PROBLEM DESCRIPTION.
Nothing in the listing should differ in your copy; retype it all exactly.

MATERIALS PROVIDED.
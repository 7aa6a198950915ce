//! Per-image quality diagnostics for a detected face.
//!
//! These scores are reported alongside the verdict and never influence it.

use crate::types::{FaceRegion, QualityReport};
use image::{GrayImage, RgbImage};

/// Compute blur, relative size and brightness for `region` within `image`.
pub fn assess_quality(image: &RgbImage, region: &FaceRegion) -> QualityReport {
    let (img_w, img_h) = image.dimensions();
    let image_area = img_w as f32 * img_h as f32;
    let face_size_ratio = if image_area > 0.0 {
        (region.area() / image_area).clamp(0.0, 1.0)
    } else {
        0.0
    };

    let (x1, y1, x2, y2) = pixel_bounds(region, img_w, img_h);
    if x2 <= x1 || y2 <= y1 {
        return QualityReport {
            blur_score: 0.0,
            face_size_ratio,
            brightness: 0.0,
        };
    }

    let face = image::imageops::crop_imm(image, x1, y1, x2 - x1, y2 - y1).to_image();
    let gray = image::imageops::grayscale(&face);

    QualityReport {
        blur_score: laplacian_variance(&gray),
        face_size_ratio,
        brightness: mean_brightness(&gray),
    }
}

/// Integer pixel bounds of a region, clamped to the image.
fn pixel_bounds(region: &FaceRegion, width: u32, height: u32) -> (u32, u32, u32, u32) {
    let x1 = region.x.max(0.0).floor().min(width as f32) as u32;
    let y1 = region.y.max(0.0).floor().min(height as f32) as u32;
    let x2 = (region.x + region.width).ceil().clamp(0.0, width as f32) as u32;
    let y2 = (region.y + region.height).ceil().clamp(0.0, height as f32) as u32;
    (x1, y1, x2, y2)
}

/// Variance of the 4-neighbour Laplacian over interior pixels.
///
/// Sharp edges give large responses; a defocused or flat face gives values
/// near zero. Images smaller than 3×3 score 0.
fn laplacian_variance(gray: &GrayImage) -> f32 {
    let (w, h) = gray.dimensions();
    if w < 3 || h < 3 {
        return 0.0;
    }

    let px = |x: u32, y: u32| gray.get_pixel(x, y)[0] as f64;

    let mut sum = 0.0f64;
    let mut sum_sq = 0.0f64;
    let mut count = 0u64;

    for y in 1..h - 1 {
        for x in 1..w - 1 {
            let lap = px(x - 1, y) + px(x + 1, y) + px(x, y - 1) + px(x, y + 1) - 4.0 * px(x, y);
            sum += lap;
            sum_sq += lap * lap;
            count += 1;
        }
    }

    let n = count as f64;
    let mean = sum / n;
    ((sum_sq / n) - mean * mean).max(0.0) as f32
}

/// Mean luma (0–255).
fn mean_brightness(gray: &GrayImage) -> f32 {
    let pixels = gray.as_raw();
    if pixels.is_empty() {
        return 0.0;
    }
    (pixels.iter().map(|&p| p as u64).sum::<u64>() as f64 / pixels.len() as f64) as f32
}

#[cfg(test)]
mod tests {
    use super::*;
    use image::{Luma, Rgb};

    fn region(x: f32, y: f32, w: f32, h: f32) -> FaceRegion {
        FaceRegion { x, y, width: w, height: h, confidence: 0.9 }
    }

    #[test]
    fn test_flat_image_has_no_blur_response() {
        let img = RgbImage::from_pixel(100, 100, Rgb([90, 90, 90]));
        let q = assess_quality(&img, &region(10.0, 10.0, 50.0, 50.0));
        assert_eq!(q.blur_score, 0.0);
        assert!((q.brightness - 90.0).abs() < 1e-3);
        assert!((q.face_size_ratio - 0.25).abs() < 1e-6);
    }

    #[test]
    fn test_checkerboard_is_sharper_than_gradient() {
        let checker = RgbImage::from_fn(64, 64, |x, y| {
            if (x + y) % 2 == 0 { Rgb([255, 255, 255]) } else { Rgb([0, 0, 0]) }
        });
        let gradient = RgbImage::from_fn(64, 64, |x, _| {
            let v = (x * 4) as u8;
            Rgb([v, v, v])
        });
        let r = region(0.0, 0.0, 64.0, 64.0);
        let sharp = assess_quality(&checker, &r).blur_score;
        let smooth = assess_quality(&gradient, &r).blur_score;
        assert!(sharp > smooth, "checker={sharp}, gradient={smooth}");
        assert!(smooth < 1.0);
    }

    #[test]
    fn test_brightness_only_counts_face_region() {
        let img = RgbImage::from_fn(100, 100, |x, _| {
            if x < 50 { Rgb([200, 200, 200]) } else { Rgb([20, 20, 20]) }
        });
        let q = assess_quality(&img, &region(0.0, 0.0, 50.0, 100.0));
        assert!((q.brightness - 200.0).abs() < 1e-3);
    }

    #[test]
    fn test_empty_region() {
        let img = RgbImage::from_pixel(10, 10, Rgb([255, 255, 255]));
        let q = assess_quality(&img, &region(10.0, 10.0, 0.0, 0.0));
        assert_eq!(q.blur_score, 0.0);
        assert_eq!(q.brightness, 0.0);
        assert_eq!(q.face_size_ratio, 0.0);
    }

    #[test]
    fn test_laplacian_tiny_image() {
        let gray = GrayImage::from_pixel(2, 2, Luma([10]));
        assert_eq!(laplacian_variance(&gray), 0.0);
    }
}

YOUR RESPONSE.
repository 7aa6a198950915ce
//! Per-image quality diagnostics for a detected face.
//!
//! These scores are reported alongside the verdict and never influence it.

use crate::types::{FaceRegion, QualityReport};
use image::{GrayImage, RgbImage};

/// Compute blur, relative size and brightness for `region` within `image`.
pub fn assess_quality(image: &RgbImage, region: &FaceRegion) -> QualityReport {
    let (img_w, img_h) = image.dimensions();
    let image_area = img_w as f32 * img_h as f32;
    let face_size_ratio = if image_area > 0.0 {
        (region.area() / image_area).clamp(0.0, 1.0)
    } else {
        0.0
    };

    let (x1, y1, x2, y2) = pixel_bounds(region, img_w, img_h);
    if x2 <= x1 || y2 <= y1 {
        return QualityReport {
            blur_score: 0.0,
            face_size_ratio,
            brightness: 0.0,
        };
    }

    let face = image::imageops::crop_imm(image, x1, y1, x2 - x1, y2 - y1).to_image();
    let gray = image::imageops::grayscale(&face);

    QualityReport {
        blur_score: laplacian_variance(&gray),
        face_size_ratio,
        brightness: mean_brightness(&gray),
    }
}

/// Integer pixel bounds of a region, clamped to the image.
fn pixel_bounds(region: &FaceRegion, width: u32, height: u32) -> (u32, u32, u32, u32) {
    let x1 = region.x.max(0.0).floor().min(width as f32) as u32;
    let y1 = region.y.max(0.0).floor().min(height as f32) as u32;
    let x2 = (region.x + region.width).ceil().clamp(0.0, width as f32) as u32;
    let y2 = (region.y + region.height).ceil().clamp(0.0, height as f32) as u32;
    (x1, y1, x2, y2)
}

/// Variance of the 4-neighbour Laplacian over interior pixels.
///
/// Sharp edges give large responses; a defocused or flat face gives values
/// near zero. Images smaller than 3×3 score 0.
fn laplacian_variance(gray: &GrayImage) -> f32 {
    let (w, h) = gray.dimensions();
    if w < 3 || h < 3 {
        return 0.0;
    }

    let px = |x: u32, y: u32| gray.get_pixel(x, y)[0] as f64;

    let mut sum = 0.0f64;
    let mut sum_sq = 0.0f64;
    let mut count = 0u64;

    for y in 1..h - 1 {
        for x in 1..w - 1 {
            let lap = px(x - 1, y) + px(x + 1, y) + px(x, y - 1) + px(x, y + 1) - 4.0 * px(x, y);
            sum += lap;
            sum_sq += lap * lap;
            count += 1;
        }
    }

    let n = count as f64;
    let mean = sum / n;
    ((sum_sq / n) - mean * mean).max(0.0) as f32
}

/// Mean luma (0–255).
fn mean_brightness(gray: &GrayImage) -> f32 {
    let pixels = gray.as_raw();
    if pixels.is_empty() {
        return 0.0;
    }
    (pixels.iter().map(|&p| p as u64).sum::<u64>() as f64 / pixels.len() as f64) as f32
}

#[cfg(test)]
mod tests {
    use super::*;
    use image::{Luma, Rgb};

    fn region(x: f32, y: f32, w: f32, h: f32) -> FaceRegion {
        FaceRegion { x, y, width: w, height: h, confidence: 0.9 }
    }

    #[test]
    fn test_flat_image_has_no_blur_response() {
        let img = RgbImage::from_pixel(100, 100, Rgb([90, 90, 90]));
        let q = assess_quality(&img, &region(10.0, 10.0, 50.0, 50.0));
        assert_eq!(q.blur_score, 0.0);
        assert!((q.brightness - 90.0).abs() < 1e-3);
        assert!((q.face_size_ratio - 0.25).abs() < 1e-6);
    }

    #[test]
    fn test_checkerboard_is_sharper_than_gradient() {
        let checker = RgbImage::from_fn(64, 64, |x, y| {
            if (x + y) % 2 == 0 { Rgb([255, 255, 255]) } else { Rgb([0, 0, 0]) }
        });
        let gradient = RgbImage::from_fn(64, 64, |x, _| {
            let v = (x * 4) as u8;
            Rgb([v, v, v])
        });
        let r = region(0.0, 0.0, 64.0, 64.0);
        let sharp = assess_quality(&checker, &r).blur_score;
        let smooth = assess_quality(&gradient, &r).blur_score;
        assert!(sharp > smooth, "checker={sharp}, gradient={smooth}");
        assert!(smooth < 1.0);
    }

    #[test]
    fn test_brightness_only_counts_face_region() {
        let img = RgbImage::from_fn(100, 100, |x, _| {
            if x < 50 { Rgb([200, 200, 200]) } else { Rgb([20, 20, 20]) }
        });
        let q = assess_quality(&img, &region(0.0, 0.0, 50.0, 100.0));
        assert!((q.brightness - 200.0).abs() < 1e-3);
    }

    #[test]
    fn test_empty_region() {
        let img = RgbImage::from_pixel(10, 10, Rgb([255, 255, 255]));
        let q = assess_quality(&img, &region(10.0, 10.0, 0.0, 0.0));
        assert_eq!(q.blur_score, 0.0);
        assert_eq!(q.brightness, 0.0);
        assert_eq!(q.face_size_ratio, 0.0);
    }

    #[test]
    fn test_laplacian_tiny_image() {
        let gray = GrayImage::from_pixel(2, 2, Luma([10]));
        assert_eq!(laplacian_variance(&gray), 0.0);
    }
}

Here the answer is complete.